Ces derniers, plus connus pour leur rôle d’arbitre dans le règlement des différends juridiques entre États, sont également amenés à rendre des avis consultatifs sur des questions précises, comme c’était le cas cette semaine, à la demande de l’Assemblée générale des Nations Unies, qui cherche à établir les devoirs d’Israël concernant les activités humanitaires à Gaza et en Cisjordanie. 

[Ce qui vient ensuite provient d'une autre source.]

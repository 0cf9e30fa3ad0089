//! Configuration module for Feed-Harvester
//!
//! This module handles loading, parsing, and validating TOML configuration files.
//!
//! # Example
//!
//! ```no_run
//! use feed_harvester::config::load_config;
//! use std::path::Path;
//!
//! let config = load_config(Path::new("harvest.toml")).unwrap();
//! println!("Harvesting pages {:?}", config.pages.range());
//! ```

mod parser;
mod types;
mod validation;

// Re-export types
pub use types::{
    Config, KafkaConfig, PagesConfig, PipelineConfig, RedisConfig, RetryConfig, SourceConfig,
};

// Re-export parser functions
pub use parser::{
    compute_config_hash, load_config, load_config_with_hash, parse_config, APP_ID_ENV,
};
pub use validation::validate;
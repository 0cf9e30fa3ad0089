//! Completion barrier for units of work
//!
//! A counting join: every spawned unit is awaited, and a unit that panics is
//! counted rather than allowed to cancel its siblings.

use std::future::Future;
use tokio::task::JoinSet;

/// Results gathered once every unit has finished
#[derive(Debug)]
pub struct BarrierResult<T> {
    /// Outputs of units that ran to completion, in completion order
    pub completed: Vec<T>,

    /// Units that panicked or were cancelled
    pub aborted: usize,
}

/// Tracks launched units and waits for all of them
pub struct CompletionBarrier<T> {
    tasks: JoinSet<T>,
    launched: usize,
}

impl<T: Send + 'static> CompletionBarrier<T> {
    pub fn new() -> Self {
        Self {
            tasks: JoinSet::new(),
            launched: 0,
        }
    }

    /// Launches one unit immediately
    pub fn spawn<F>(&mut self, unit: F)
    where
        F: Future<Output = T> + Send + 'static,
    {
        self.tasks.spawn(unit);
        self.launched += 1;
    }

    /// Number of units launched so far
    pub fn launched(&self) -> usize {
        self.launched
    }

    /// Waits until every launched unit has finished
    pub async fn wait(mut self) -> BarrierResult<T> {
        let mut completed = Vec::with_capacity(self.launched);
        let mut aborted = 0;

        while let Some(joined) = self.tasks.join_next().await {
            match joined {
                Ok(output) => completed.push(output),
                Err(e) => {
                    tracing::error!(error = %e, "Unit task ended abnormally");
                    aborted += 1;
                }
            }
        }

        tracing::debug!(
            launched = self.launched,
            completed = completed.len(),
            aborted,
            "All units joined"
        );

        BarrierResult { completed, aborted }
    }
}

impl<T: Send + 'static> Default for CompletionBarrier<T> {
    fn default() -> Self {
        Self::new()
    }
}
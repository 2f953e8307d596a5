//! Provider adapters: query construction and response normalization.
//!
//! Each submodule covers one news API and exports the same four functions:
//!
//! | Function | Purpose |
//! |----------|---------|
//! | `normalize(raw)` | Raw JSON payload → `Vec<Article>` |
//! | `search_query(criteria)` | Criteria → provider query parameters |
//! | `headlines_query()` | Extra parameters for the listing endpoint |
//! | `residual(criteria)` | Criteria the query cannot express exactly |
//!
//! # Supported Providers
//!
//! | Provider | Module | Array path |
//! |----------|--------|------------|
//! | NewsAPI | [`headline`] | `articles` |
//! | New York Times | [`longform`] | `results` or `response.docs` |
//! | The Guardian | [`regional`] | `response.results` |
//!
//! Dispatch goes through [`ProviderId`], so callers never branch on the
//! provider themselves.

use serde_json::Value;
use thiserror::Error;
use tracing::warn;

use crate::models::{Article, FilterCriteria, PLACEHOLDER_IMAGE, ProviderId};
use crate::utils::{html_to_text, non_empty};

pub mod headline;
pub mod longform;
pub mod regional;

/// Query parameters in the order they are appended to the endpoint URL.
pub type QueryPairs = Vec<(&'static str, String)>;

/// Converts one provider's raw payload into normalized articles.
pub type Adapter = fn(Value) -> Result<Vec<Article>, NormalizeError>;

/// Failure to map a provider payload onto [`Article`]s.
#[derive(Debug, Error)]
pub enum NormalizeError {
    #[error("missing expected array `{0}`")]
    MissingArray(&'static str),

    #[error("unexpected item shape: {0}")]
    Shape(#[from] serde_json::Error),
}

impl ProviderId {
    pub fn adapter(self) -> Adapter {
        match self {
            ProviderId::Headline => headline::normalize,
            ProviderId::LongForm => longform::normalize,
            ProviderId::Regional => regional::normalize,
        }
    }

    pub fn search_query(self, criteria: &FilterCriteria) -> QueryPairs {
        match self {
            ProviderId::Headline => headline::search_query(criteria),
            ProviderId::LongForm => longform::search_query(criteria),
            ProviderId::Regional => regional::search_query(criteria),
        }
    }

    pub fn headlines_query(self) -> QueryPairs {
        match self {
            ProviderId::Headline => headline::headlines_query(),
            ProviderId::LongForm => longform::headlines_query(),
            ProviderId::Regional => regional::headlines_query(),
        }
    }

    /// The part of `criteria` that must be enforced client-side after a search.
    pub fn residual(self, criteria: &FilterCriteria) -> FilterCriteria {
        match self {
            ProviderId::Headline => headline::residual(criteria),
            ProviderId::LongForm => longform::residual(criteria),
            ProviderId::Regional => regional::residual(criteria),
        }
    }
}

/// Detach the array at `pointer` from `raw`.
///
/// A missing or non-array value is [`NormalizeError::MissingArray`].
pub(crate) fn take_array(raw: &mut Value, pointer: &'static str) -> Result<Value, NormalizeError> {
    match raw.pointer_mut(pointer) {
        Some(value) if value.is_array() => Ok(value.take()),
        _ => Err(NormalizeError::MissingArray(pointer)),
    }
}

/// Title and URL, or `None` (logged) if either is missing.
pub(crate) fn require_link(
    provider: ProviderId,
    title: Option<String>,
    url: Option<String>,
) -> Option<(String, String)> {
    match (non_empty(title), non_empty(url)) {
        (Some(title), Some(url)) => Some((title.trim().to_string(), url.trim().to_string())),
        (title, url) => {
            warn!(%provider, ?title, ?url, "Skipping item without title or url");
            None
        }
    }
}

pub(crate) fn clean_description(description: Option<String>) -> Option<String> {
    non_empty(description)
        .map(|d| html_to_text(&d))
        .filter(|d| !d.is_empty())
}

pub(crate) fn image_or_placeholder(image: Option<String>) -> Option<String> {
    Some(non_empty(image).unwrap_or_else(|| PLACEHOLDER_IMAGE.to_string()))
}
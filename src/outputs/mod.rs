//! Output collaborators that consume the store view.
//!
//! # Submodules
//!
//! - [`markdown`]: Renders the current status and articles for the terminal
//! - [`json`]: Saves and reloads the last search
//!
//! # Output Structure
//!
//! ```text
//! save_dir/
//! └── last_search.json   # request, status, articles, error, saved_at
//! ```

pub mod json;
pub mod markdown;
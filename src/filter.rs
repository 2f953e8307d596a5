//! Client-side filter predicates over normalized articles.
//!
//! Every text criterion is a case-insensitive substring match. A criterion
//! that is present excludes articles missing the field it inspects.

use crate::models::{Article, FilterCriteria};
use crate::utils::calendar_day;

fn contains_ci(haystack: &str, needle: &str) -> bool {
    haystack.to_lowercase().contains(&needle.to_lowercase())
}

fn field_matches(field: Option<&str>, needle: Option<&str>) -> bool {
    match needle {
        None => true,
        Some(needle) => field.is_some_and(|f| contains_ci(f, needle)),
    }
}

/// `true` when `article` satisfies every present criterion.
pub fn matches(article: &Article, criteria: &FilterCriteria) -> bool {
    if let Some(keyword) = criteria.keyword() {
        let in_description = article.description.as_deref().is_some_and(|d| contains_ci(d, keyword));
        if !contains_ci(&article.title, keyword) && !in_description {
            return false;
        }
    }

    if let Some(day) = criteria.date {
        let published = article.published_at.as_deref().and_then(calendar_day);
        if published != Some(day) {
            return false;
        }
    }

    field_matches(article.category.as_deref(), criteria.category())
        && field_matches(article.source_name.as_deref(), criteria.source())
        && field_matches(article.author.as_deref(), criteria.author())
}

/// Keep the articles that match, in their original order.
pub fn filter_many(articles: Vec<Article>, criteria: &FilterCriteria) -> Vec<Article> {
    if criteria.is_empty() {
        return articles;
    }
    articles.into_iter().filter(|a| matches(a, criteria)).collect()
}

#[cfg(test)]
mod tests {
    use super::*;
    use chrono::NaiveDate;

    fn article(title: &str) -> Article {
        Article {
            title: title.to_string(),
            url: format!("https://example.com/{}", title.to_lowercase().replace(' ', "-")),
            description: None,
            author: None,
            image_url: None,
            published_at: None,
            source_name: None,
            category: None,
        }
    }

    #[test]
    fn test_empty_criteria_always_match() {
        let a = article("Anything");
        assert!(matches(&a, &FilterCriteria::default()));
        let blank = FilterCriteria {
            keyword: Some("".into()),
            category: Some("  ".into()),
            ..Default::default()
        };
        assert!(matches(&a, &blank));
    }

    #[test]
    fn test_keyword_is_case_insensitive_without_description() {
        let a = article("Election Results 2024");
        let criteria = FilterCriteria {
            keyword: Some("election".into()),
            ..Default::default()
        };
        assert!(matches(&a, &criteria));
    }

    #[test]
    fn test_keyword_searches_description() {
        let mut a = article("Morning briefing");
        a.description = Some("Polls open across the STATE".into());
        let hit = FilterCriteria {
            keyword: Some("state".into()),
            ..Default::default()
        };
        let miss = FilterCriteria {
            keyword: Some("weather".into()),
            ..Default::default()
        };
        assert!(matches(&a, &hit));
        assert!(!matches(&a, &miss));
    }

    #[test]
    fn test_keyword_does_not_span_title_and_description() {
        let mut a = article("Results 2024");
        a.description = Some("polls closed".into());
        let spanning = FilterCriteria {
            keyword: Some("2024 polls".into()),
            ..Default::default()
        };
        assert!(!matches(&a, &spanning));
    }

    #[test]
    fn test_missing_category_fails_category_filter() {
        let a = article("No section");
        let criteria = FilterCriteria {
            category: Some("politics".into()),
            ..Default::default()
        };
        assert!(!matches(&a, &criteria));

        let mut b = article("Sectioned");
        b.category = Some("US Politics".into());
        assert!(matches(&b, &criteria));
    }

    #[test]
    fn test_date_matches_calendar_day_only() {
        let mut a = article("Dated");
        a.published_at = Some("2024-05-01T22:00:00-04:00".into());
        let same_day = FilterCriteria {
            date: NaiveDate::from_ymd_opt(2024, 5, 1),
            ..Default::default()
        };
        let next_day = FilterCriteria {
            date: NaiveDate::from_ymd_opt(2024, 5, 2),
            ..Default::default()
        };
        assert!(matches(&a, &same_day));
        assert!(!matches(&a, &next_day));

        let undated = article("Undated");
        assert!(!matches(&undated, &same_day));
    }

    #[test]
    fn test_source_and_author_are_anded() {
        let mut a = article("Both");
        a.source_name = Some("The Guardian".into());
        a.author = Some("Jane Doe".into());

        let both = FilterCriteria {
            source: Some("guardian".into()),
            author: Some("doe".into()),
            ..Default::default()
        };
        let wrong_author = FilterCriteria {
            source: Some("guardian".into()),
            author: Some("roe".into()),
            ..Default::default()
        };
        assert!(matches(&a, &both));
        assert!(!matches(&a, &wrong_author));
    }

    #[test]
    fn test_filter_many_preserves_order() {
        let mut b = article("B rain");
        b.description = Some("rain".into());
        let c = article("C rain");
        let a = article("A sun");

        let criteria = FilterCriteria {
            keyword: Some("rain".into()),
            ..Default::default()
        };
        let kept = filter_many(vec![a, b.clone(), c.clone()], &criteria);
        assert_eq!(kept, vec![b, c]);
    }
}
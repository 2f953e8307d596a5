//! # News Desk
//!
//! Search and browse articles from three news APIs (NewsAPI, the New York
//! Times and The Guardian) from the command line. Every provider's response
//! is normalized into one article model, filtered, and rendered as Markdown.
//!
//! ## Usage
//!
//! ```sh
//! news_desk -p guardian -k floods -d 2024-05-01
//! news_desk -p nyt --mode feed -c politics --save-dir ./state
//! news_desk --clear --save-dir ./state
//! ```
//!
//! ## Architecture
//!
//! 1. **Query**: The chosen provider turns the filters into its own query parameters
//! 2. **Fetch**: One HTTP GET against the provider (optionally repeated on network failure)
//! 3. **Normalize**: The provider adapter maps the payload onto [`models::Article`]
//! 4. **Filter**: Filters the provider cannot express are applied locally
//! 5. **Output**: The store view is printed and optionally saved as JSON

use clap::Parser;
use std::error::Error;
use std::time::Duration;
use tracing::{debug, error, info, instrument};
use tracing_subscriber::{EnvFilter, fmt as tfmt};

mod cli;
mod config;
mod desk;
mod filter;
mod models;
mod outputs;
mod providers;
mod retry;
mod search;
mod store;
#[cfg(test)]
mod test_support;
mod utils;

use cli::Cli;
use config::Config;
use desk::Desk;
use outputs::json::{SavedSearch, clear_last_search, read_last_search, write_last_search};
use outputs::markdown;
use retry::{Backoff, run_with_retries};
use search::{HttpTransport, Searcher};
use store::StoreView;
use utils::ensure_writable_dir;

fn print_view(view: &StoreView<'_>, as_json: bool) -> Result<(), Box<dyn Error>> {
    if as_json {
        println!("{}", serde_json::to_string_pretty(view)?);
    } else {
        print!("{}", markdown::render(view));
    }
    Ok(())
}

#[tokio::main]
#[instrument]
async fn main() -> Result<(), Box<dyn Error>> {
    // --- Tracing init ---
    let filter = EnvFilter::try_from_default_env().unwrap_or_else(|_| EnvFilter::new("info"));
    tfmt()
        .with_env_filter(filter)
        .with_writer(std::io::stderr)
        .with_target(true)
        .with_file(false)
        .with_line_number(false)
        .with_timer(tracing_subscriber::fmt::time::UtcTime::rfc_3339())
        .init();

    let start_time = std::time::Instant::now();
    info!("news_desk starting up");

    let args = Cli::parse();
    debug!(provider = %args.provider, mode = ?args.mode, retries = args.retries, "Parsed CLI arguments");

    // ---- Replay a saved search ----
    if args.show_last {
        let dir = args.save_dir.as_deref().unwrap_or(".");
        let saved = read_last_search(dir).await?;
        info!(provider = %saved.request.provider, saved_at = %saved.saved_at, "Showing saved search");
        return print_view(&saved.view(), args.json);
    }

    // ---- Wire up the desk ----
    let mut config = Config::load(args.config.as_deref())?;
    args.apply_api_keys(&mut config);
    let transport = HttpTransport::new(&config)?;
    let searcher = Searcher::from_config(transport, &config)?;
    let mut desk = Desk::new(searcher);

    // ---- Clear results ----
    if args.clear {
        desk.clear();
        if let Some(dir) = &args.save_dir {
            clear_last_search(dir).await?;
        }
        info!("Cleared results");
        return print_view(&desk.view(), args.json);
    }

    // Early check so a long search isn't wasted on an unwritable directory
    if let Some(dir) = &args.save_dir {
        if let Err(e) = ensure_writable_dir(dir).await {
            error!(path = %dir, error = %e, "Save directory is not writable");
            return Err(e);
        }
    }

    // ---- Search ----
    let request = args.request();
    let backoff = Backoff::new(args.retries, Duration::from_secs(1));
    let outcome = run_with_retries(&mut desk, &request, &backoff).await;

    let view = desk.view();
    print_view(&view, args.json)?;

    // ---- Persist ----
    if let Some(dir) = &args.save_dir {
        let saved = SavedSearch::capture(&request, &view);
        if let Err(e) = write_last_search(dir, &saved).await {
            error!(error = %e, "Failed to save last search");
        }
    }

    let elapsed = start_time.elapsed();
    info!(
        ?elapsed,
        status = %view.status,
        articles = view.articles.map_or(0, <[_]>::len),
        "Execution complete"
    );

    outcome.map(|_| ()).map_err(|e| e.into())
}
//! Utility functions for dates, text cleanup and file system checks.
//!
//! This module provides helper functions used throughout the application:
//! - Publication date parsing and normalization across provider formats
//! - HTML-to-text and byline cleanup for adapter output
//! - String truncation for logging
//! - File system validation for the persistence directory

use chrono::{DateTime, FixedOffset, NaiveDate, NaiveDateTime, SecondsFormat};
use once_cell::sync::Lazy;
use regex::Regex;
use scraper::Html;
use std::error::Error;
use std::fs as stdfs;
use tokio::fs;
use tracing::{info, instrument};

static BYLINE_PREFIX: Lazy<Regex> = Lazy::new(|| Regex::new(r"(?i)^\s*by\s+").unwrap());

/// A publication date as found in a provider payload.
#[derive(Debug, Clone, Copy, PartialEq, Eq)]
pub enum Published {
    /// A full timestamp, kept in the offset the provider wrote it in.
    Timestamp(DateTime<FixedOffset>),
    /// A date without a time.
    Day(NaiveDate),
}

impl Published {
    /// Parse the date formats the providers emit.
    ///
    /// Accepted inputs:
    /// - RFC 3339 (`2024-05-01T12:00:00Z`, `2024-05-01T05:00:00-04:00`)
    /// - Offsets without a colon (`2024-05-01T12:00:00+0000`)
    /// - Timestamps without an offset, read as UTC (`2024-05-01T12:00:00`)
    /// - Date-only values (`2024-05-01`)
    pub fn parse(raw: &str) -> Option<Self> {
        let raw = raw.trim();
        if let Ok(dt) = DateTime::parse_from_rfc3339(raw) {
            return Some(Published::Timestamp(dt));
        }
        if let Ok(dt) = DateTime::parse_from_str(raw, "%Y-%m-%dT%H:%M:%S%.f%z") {
            return Some(Published::Timestamp(dt));
        }
        if let Ok(naive) = NaiveDateTime::parse_from_str(raw, "%Y-%m-%dT%H:%M:%S%.f") {
            return Some(Published::Timestamp(naive.and_utc().fixed_offset()));
        }
        NaiveDate::parse_from_str(raw, "%Y-%m-%d").ok().map(Published::Day)
    }

    /// The calendar day in the timestamp's own offset.
    pub fn day(&self) -> NaiveDate {
        match self {
            Published::Timestamp(dt) => dt.date_naive(),
            Published::Day(day) => *day,
        }
    }

    /// Render as RFC 3339 for timestamps and `YYYY-MM-DD` for days.
    pub fn to_iso(&self) -> String {
        match self {
            Published::Timestamp(dt) => dt.to_rfc3339_opts(SecondsFormat::Secs, false),
            Published::Day(day) => day.format("%Y-%m-%d").to_string(),
        }
    }
}

/// Normalize a provider date string, or `None` if it cannot be parsed.
pub fn normalize_published_at(raw: Option<&str>) -> Option<String> {
    let raw = raw?.trim();
    if raw.is_empty() {
        return None;
    }
    match Published::parse(raw) {
        Some(published) => Some(published.to_iso()),
        None => {
            tracing::warn!(raw, "Unparseable publication date; dropping it");
            None
        }
    }
}

/// Calendar day of a normalized `published_at` value.
pub fn calendar_day(published_at: &str) -> Option<NaiveDate> {
    Published::parse(published_at).map(|p| p.day())
}

/// Treat empty and whitespace-only strings as absent.
pub fn non_empty(value: Option<String>) -> Option<String> {
    value.filter(|s| !s.trim().is_empty())
}

/// Reduce an HTML fragment to its text with whitespace collapsed.
///
/// Guardian trail text and some NewsAPI descriptions carry inline markup
/// (`<strong>`, `<a>`) and entities. Input without a `<` or `&` is
/// returned trimmed.
///
/// # Examples
///
/// ```ignore
/// assert_eq!(html_to_text("<strong>Hi</strong> &amp; bye"), "Hi & bye");
/// ```
pub fn html_to_text(fragment: &str) -> String {
    if !fragment.contains('<') && !fragment.contains('&') {
        return fragment.trim().to_string();
    }
    let html = Html::parse_fragment(fragment);
    let text: String = html.root_element().text().collect();
    text.split_whitespace().collect::<Vec<_>>().join(" ")
}

/// Strip a leading `By ` from a byline.
pub fn strip_byline_prefix(byline: &str) -> String {
    BYLINE_PREFIX.replace(byline, "").trim().to_string()
}

/// Truncate a string for logging purposes.
///
/// Long strings are cut to at most `max` bytes (on a char boundary) with an
/// ellipsis and byte count appended.
pub fn truncate_for_log(s: &str, max: usize) -> String {
    if s.len() <= max {
        return s.to_string();
    }
    let mut cut = max;
    while !s.is_char_boundary(cut) {
        cut -= 1;
    }
    format!("{}…(+{} bytes)", &s[..cut], s.len() - cut)
}

/// Ensure a directory exists and is writable.
///
/// Creates the directory if it doesn't exist, then performs a write test by
/// creating and immediately deleting a probe file.
///
/// # Errors
///
/// Returns an error if:
/// - The directory cannot be created
/// - The directory is not writable (permission denied, read-only filesystem, etc.)
#[instrument(level = "info", skip_all, fields(path = %path))]
pub async fn ensure_writable_dir(path: &str) -> Result<(), Box<dyn Error>> {
    fs::create_dir_all(path).await?;
    let probe_path = format!("{}/..__probe_write__", path.trim_end_matches('/'));
    stdfs::File::create(&probe_path)?;
    let _ = stdfs::remove_file(&probe_path);
    info!("Output directory is writable");
    Ok(())
}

Ce n’est pas la première fois que la cour doit se prononcer sur des questions relatives au conflit israélo-palestinien. Dans l’un de ses avis les plus marquants en la matière, rendu en 2004, la CIJ a conclu que la construction par Israël d’un mur en Cisjordanie était contraire au droit international. Dans une autre opinion, l’an dernier, la cour a jugé illicite la présence continue d’Israël sur le territoire palestinien, y compris à Jérusalem-Est, que le pays occupe depuis 1967. Bien que non contraignants, ces avis ont une portée morale et symbolique majeure dans les autres instances internationales.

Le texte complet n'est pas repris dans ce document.